-- Material for this exercise follows --

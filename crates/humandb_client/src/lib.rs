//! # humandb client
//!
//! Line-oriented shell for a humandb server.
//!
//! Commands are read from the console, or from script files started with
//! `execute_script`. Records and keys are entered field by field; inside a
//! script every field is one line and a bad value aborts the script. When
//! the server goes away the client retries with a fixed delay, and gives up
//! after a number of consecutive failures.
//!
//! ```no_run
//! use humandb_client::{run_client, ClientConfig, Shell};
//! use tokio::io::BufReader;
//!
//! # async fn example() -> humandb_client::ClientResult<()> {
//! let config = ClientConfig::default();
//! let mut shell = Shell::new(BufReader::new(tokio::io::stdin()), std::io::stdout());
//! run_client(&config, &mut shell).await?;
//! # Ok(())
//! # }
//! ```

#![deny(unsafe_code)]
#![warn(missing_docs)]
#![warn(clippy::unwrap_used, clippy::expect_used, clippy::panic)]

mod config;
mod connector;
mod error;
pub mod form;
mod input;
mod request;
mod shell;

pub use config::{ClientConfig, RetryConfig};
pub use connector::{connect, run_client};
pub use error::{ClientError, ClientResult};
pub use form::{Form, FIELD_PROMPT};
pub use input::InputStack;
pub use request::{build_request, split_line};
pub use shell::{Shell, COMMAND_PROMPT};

-- Material for this exercise concluded --
-- Material for this exercise follows --

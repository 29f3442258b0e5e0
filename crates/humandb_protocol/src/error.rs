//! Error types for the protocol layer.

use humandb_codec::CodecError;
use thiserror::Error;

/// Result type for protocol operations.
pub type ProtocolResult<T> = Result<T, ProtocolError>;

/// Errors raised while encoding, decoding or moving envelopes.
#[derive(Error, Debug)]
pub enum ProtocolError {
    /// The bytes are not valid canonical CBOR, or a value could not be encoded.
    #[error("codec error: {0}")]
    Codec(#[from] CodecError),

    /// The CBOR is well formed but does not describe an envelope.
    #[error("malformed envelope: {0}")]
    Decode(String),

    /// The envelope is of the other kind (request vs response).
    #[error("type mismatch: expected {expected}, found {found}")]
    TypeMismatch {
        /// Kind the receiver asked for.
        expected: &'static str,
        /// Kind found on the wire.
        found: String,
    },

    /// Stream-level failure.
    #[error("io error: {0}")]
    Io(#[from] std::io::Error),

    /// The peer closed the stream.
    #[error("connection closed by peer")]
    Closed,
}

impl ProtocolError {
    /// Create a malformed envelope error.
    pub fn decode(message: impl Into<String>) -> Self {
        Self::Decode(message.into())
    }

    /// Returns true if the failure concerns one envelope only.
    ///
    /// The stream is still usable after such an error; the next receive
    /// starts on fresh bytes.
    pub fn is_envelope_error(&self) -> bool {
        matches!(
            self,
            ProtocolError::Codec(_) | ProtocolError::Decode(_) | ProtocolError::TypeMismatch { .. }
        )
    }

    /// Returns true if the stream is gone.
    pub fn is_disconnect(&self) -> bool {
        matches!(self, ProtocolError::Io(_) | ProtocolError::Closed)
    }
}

-- Material for this exercise concluded --
-- Material for this exercise follows --

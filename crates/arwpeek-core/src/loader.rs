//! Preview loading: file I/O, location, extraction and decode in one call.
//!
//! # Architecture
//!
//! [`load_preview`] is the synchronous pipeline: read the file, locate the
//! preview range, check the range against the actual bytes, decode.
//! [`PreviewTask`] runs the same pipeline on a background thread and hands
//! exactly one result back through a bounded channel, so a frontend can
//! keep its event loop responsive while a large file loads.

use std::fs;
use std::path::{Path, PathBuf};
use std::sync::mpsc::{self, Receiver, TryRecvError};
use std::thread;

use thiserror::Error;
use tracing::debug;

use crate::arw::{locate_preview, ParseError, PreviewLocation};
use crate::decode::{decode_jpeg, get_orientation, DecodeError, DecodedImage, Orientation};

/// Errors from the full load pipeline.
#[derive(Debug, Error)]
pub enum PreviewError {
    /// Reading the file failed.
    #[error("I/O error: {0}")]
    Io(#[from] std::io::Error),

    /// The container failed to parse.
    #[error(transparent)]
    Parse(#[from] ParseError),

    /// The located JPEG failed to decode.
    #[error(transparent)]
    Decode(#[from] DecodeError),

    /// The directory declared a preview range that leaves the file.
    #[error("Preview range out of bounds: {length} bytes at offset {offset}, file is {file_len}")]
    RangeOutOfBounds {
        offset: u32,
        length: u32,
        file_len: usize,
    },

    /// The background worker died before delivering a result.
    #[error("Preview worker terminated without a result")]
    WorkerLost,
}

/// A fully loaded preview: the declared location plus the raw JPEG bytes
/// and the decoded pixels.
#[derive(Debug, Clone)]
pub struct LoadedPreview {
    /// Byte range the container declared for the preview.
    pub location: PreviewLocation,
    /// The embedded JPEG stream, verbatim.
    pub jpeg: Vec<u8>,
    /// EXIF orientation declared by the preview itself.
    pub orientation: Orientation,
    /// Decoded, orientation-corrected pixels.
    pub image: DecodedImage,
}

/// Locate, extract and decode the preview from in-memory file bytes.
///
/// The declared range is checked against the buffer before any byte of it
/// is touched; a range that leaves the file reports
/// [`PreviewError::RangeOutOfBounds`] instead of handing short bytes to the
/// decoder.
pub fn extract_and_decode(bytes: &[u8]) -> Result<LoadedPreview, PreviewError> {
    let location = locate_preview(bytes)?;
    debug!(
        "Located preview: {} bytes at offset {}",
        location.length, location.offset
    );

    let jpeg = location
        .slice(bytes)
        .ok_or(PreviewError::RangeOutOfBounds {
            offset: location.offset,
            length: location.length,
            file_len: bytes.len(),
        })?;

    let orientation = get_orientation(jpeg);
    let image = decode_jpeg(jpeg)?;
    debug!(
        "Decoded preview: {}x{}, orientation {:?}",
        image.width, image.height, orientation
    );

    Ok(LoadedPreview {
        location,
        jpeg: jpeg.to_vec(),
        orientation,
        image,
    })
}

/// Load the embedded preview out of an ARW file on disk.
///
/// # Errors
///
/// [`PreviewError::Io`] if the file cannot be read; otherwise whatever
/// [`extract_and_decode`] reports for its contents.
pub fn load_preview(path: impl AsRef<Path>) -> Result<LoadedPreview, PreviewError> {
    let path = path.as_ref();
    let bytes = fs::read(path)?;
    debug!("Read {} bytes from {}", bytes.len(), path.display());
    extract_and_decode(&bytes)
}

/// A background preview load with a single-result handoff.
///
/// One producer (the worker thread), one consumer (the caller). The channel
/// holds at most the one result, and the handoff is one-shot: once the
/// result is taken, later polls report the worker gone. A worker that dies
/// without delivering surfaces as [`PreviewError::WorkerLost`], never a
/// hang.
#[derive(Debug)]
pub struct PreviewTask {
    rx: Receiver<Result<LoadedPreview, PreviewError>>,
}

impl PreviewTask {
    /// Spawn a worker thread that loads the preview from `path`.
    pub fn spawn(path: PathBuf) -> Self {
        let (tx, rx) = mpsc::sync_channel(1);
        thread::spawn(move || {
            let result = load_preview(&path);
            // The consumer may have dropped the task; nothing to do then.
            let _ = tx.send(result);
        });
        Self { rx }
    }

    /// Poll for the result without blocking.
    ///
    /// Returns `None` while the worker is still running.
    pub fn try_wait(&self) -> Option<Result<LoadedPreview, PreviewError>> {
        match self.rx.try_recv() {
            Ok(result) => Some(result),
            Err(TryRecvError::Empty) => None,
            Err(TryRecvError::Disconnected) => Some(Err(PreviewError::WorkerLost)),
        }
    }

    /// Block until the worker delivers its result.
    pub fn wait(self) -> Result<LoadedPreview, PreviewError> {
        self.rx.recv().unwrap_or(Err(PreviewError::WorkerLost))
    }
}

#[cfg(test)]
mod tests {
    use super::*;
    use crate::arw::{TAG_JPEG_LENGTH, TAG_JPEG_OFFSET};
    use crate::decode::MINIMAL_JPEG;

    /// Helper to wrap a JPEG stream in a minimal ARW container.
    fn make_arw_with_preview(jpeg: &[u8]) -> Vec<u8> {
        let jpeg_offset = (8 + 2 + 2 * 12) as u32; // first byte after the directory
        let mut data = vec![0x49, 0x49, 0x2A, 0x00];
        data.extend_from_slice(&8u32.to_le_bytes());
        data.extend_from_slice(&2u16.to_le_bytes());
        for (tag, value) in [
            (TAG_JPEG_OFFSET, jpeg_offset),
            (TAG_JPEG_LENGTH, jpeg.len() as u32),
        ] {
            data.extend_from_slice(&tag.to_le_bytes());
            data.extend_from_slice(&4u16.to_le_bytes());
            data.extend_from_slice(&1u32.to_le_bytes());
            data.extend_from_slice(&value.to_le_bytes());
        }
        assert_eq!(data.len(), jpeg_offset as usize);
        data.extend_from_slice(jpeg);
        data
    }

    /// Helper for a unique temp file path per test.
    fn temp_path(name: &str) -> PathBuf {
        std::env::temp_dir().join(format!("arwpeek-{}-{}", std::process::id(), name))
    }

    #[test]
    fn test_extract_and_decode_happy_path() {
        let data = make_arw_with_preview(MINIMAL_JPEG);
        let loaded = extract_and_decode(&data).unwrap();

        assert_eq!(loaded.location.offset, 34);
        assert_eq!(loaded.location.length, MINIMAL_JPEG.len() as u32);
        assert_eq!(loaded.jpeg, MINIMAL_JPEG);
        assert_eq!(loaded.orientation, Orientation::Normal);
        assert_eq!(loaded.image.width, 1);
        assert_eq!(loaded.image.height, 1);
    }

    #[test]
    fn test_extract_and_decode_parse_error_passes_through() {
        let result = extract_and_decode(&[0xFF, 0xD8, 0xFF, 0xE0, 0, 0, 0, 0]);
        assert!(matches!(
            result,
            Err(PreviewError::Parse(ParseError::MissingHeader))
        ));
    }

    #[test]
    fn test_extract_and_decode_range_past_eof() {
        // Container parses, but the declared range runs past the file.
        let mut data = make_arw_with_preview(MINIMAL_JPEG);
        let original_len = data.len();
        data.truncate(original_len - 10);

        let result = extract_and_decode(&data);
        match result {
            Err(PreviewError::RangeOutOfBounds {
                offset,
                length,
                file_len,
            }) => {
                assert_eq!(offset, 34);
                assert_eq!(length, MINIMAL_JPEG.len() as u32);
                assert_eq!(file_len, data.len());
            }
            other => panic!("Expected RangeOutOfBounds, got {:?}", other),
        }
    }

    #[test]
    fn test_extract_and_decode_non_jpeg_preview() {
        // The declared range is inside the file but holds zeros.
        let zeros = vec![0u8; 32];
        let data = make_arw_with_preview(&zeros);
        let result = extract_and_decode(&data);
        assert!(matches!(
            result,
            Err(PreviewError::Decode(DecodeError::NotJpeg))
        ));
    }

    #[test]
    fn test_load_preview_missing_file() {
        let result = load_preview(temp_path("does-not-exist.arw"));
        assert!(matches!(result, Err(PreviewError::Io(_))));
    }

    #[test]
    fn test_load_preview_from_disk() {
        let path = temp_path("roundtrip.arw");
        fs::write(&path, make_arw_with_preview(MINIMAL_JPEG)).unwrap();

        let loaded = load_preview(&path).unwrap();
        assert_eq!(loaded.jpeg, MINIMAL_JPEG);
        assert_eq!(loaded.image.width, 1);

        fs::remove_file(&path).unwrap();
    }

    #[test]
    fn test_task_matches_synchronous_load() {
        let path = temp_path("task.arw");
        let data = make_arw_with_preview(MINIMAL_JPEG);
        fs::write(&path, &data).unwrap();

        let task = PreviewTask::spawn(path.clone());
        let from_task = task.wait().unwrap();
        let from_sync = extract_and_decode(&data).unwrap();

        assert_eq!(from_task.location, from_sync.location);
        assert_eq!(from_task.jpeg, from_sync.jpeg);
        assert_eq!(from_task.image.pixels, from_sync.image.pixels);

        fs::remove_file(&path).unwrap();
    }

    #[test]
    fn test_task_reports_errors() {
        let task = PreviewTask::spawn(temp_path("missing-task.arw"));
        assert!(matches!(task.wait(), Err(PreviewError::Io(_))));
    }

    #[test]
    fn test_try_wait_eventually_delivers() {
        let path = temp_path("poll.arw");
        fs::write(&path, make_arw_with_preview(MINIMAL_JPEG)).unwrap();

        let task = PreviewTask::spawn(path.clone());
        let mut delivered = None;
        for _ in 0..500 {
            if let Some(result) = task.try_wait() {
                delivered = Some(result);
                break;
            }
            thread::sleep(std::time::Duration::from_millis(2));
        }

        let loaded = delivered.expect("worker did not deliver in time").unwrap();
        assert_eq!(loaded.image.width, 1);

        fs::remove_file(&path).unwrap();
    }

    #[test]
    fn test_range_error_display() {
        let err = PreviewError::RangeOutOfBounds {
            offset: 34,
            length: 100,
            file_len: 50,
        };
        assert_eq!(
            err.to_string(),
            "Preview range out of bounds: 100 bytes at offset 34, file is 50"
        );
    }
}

-- Material for this exercise concluded --

**The problem**
In the entries above, find each line with the word "ClientConfig" and show it.

**Answer space**
//! use humandb_client::{run_client, ClientConfig, Shell};
//! let config = ClientConfig::default();
pub use config::{ClientConfig, RetryConfig};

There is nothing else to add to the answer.